▶ [Aim of the task] Filter this listing down to the lines that contain the word "derive", and copy them.

▶ [Given entries]
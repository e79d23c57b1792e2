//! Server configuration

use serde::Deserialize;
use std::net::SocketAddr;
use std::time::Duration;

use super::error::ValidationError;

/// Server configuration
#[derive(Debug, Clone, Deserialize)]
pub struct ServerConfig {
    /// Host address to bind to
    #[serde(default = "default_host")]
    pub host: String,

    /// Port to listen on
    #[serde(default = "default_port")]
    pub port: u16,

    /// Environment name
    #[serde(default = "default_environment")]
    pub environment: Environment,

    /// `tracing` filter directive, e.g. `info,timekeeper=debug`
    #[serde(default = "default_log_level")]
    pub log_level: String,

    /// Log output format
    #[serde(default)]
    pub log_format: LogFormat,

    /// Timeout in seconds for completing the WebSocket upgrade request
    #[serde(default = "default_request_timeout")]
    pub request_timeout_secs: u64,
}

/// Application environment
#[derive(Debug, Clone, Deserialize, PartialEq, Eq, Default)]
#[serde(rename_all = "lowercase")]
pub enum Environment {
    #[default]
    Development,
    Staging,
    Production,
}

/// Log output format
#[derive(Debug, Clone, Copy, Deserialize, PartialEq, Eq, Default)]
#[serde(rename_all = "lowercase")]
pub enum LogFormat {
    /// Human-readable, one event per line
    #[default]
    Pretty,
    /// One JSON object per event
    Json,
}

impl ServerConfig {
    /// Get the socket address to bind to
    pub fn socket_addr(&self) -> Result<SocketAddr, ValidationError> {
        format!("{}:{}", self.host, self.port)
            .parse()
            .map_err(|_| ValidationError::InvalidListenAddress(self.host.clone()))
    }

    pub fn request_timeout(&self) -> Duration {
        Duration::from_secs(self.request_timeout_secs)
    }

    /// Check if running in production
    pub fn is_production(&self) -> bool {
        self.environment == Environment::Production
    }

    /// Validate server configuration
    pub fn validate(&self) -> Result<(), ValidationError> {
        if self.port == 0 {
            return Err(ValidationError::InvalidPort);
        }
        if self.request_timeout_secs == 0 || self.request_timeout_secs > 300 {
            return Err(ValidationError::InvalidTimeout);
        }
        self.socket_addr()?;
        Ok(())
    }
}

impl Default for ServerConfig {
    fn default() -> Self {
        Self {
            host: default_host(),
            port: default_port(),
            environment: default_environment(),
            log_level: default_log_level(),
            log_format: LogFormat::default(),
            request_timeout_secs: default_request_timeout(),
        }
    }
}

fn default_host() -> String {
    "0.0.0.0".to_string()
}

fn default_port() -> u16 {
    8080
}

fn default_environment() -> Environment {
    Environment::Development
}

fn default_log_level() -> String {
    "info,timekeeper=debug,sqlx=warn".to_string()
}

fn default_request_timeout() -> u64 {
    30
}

* * *

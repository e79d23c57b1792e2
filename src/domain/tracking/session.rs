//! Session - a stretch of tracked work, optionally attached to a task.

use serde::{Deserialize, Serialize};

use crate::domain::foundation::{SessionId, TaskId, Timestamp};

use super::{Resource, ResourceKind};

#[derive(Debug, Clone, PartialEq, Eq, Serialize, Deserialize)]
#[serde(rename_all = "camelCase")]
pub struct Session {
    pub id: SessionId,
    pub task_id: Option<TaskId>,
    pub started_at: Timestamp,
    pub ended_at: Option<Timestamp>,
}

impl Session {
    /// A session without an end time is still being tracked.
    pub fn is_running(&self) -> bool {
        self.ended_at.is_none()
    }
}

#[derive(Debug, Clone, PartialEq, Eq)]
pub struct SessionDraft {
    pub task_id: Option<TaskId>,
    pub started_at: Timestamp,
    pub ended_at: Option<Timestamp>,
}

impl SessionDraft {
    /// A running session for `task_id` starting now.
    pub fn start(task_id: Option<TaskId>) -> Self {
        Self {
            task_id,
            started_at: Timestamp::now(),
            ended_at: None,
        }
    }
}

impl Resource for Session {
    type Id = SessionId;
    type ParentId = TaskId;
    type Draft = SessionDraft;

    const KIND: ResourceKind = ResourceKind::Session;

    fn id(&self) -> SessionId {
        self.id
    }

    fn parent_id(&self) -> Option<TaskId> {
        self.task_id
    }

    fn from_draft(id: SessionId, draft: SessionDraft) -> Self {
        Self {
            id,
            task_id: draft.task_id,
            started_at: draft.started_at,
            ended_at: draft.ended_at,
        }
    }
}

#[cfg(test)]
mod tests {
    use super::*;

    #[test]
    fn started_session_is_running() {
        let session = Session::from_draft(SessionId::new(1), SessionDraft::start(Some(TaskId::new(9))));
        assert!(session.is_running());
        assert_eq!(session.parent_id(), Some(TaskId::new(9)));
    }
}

▶ [Result for this task]
#[derive(Debug, Clone, Deserialize)]
#[derive(Debug, Clone, Deserialize, PartialEq, Eq, Default)]
#[derive(Debug, Clone, Copy, Deserialize, PartialEq, Eq, Default)]
#[derive(Debug, Clone, PartialEq, Eq, Serialize, Deserialize)]
#[derive(Debug, Clone, PartialEq, Eq)]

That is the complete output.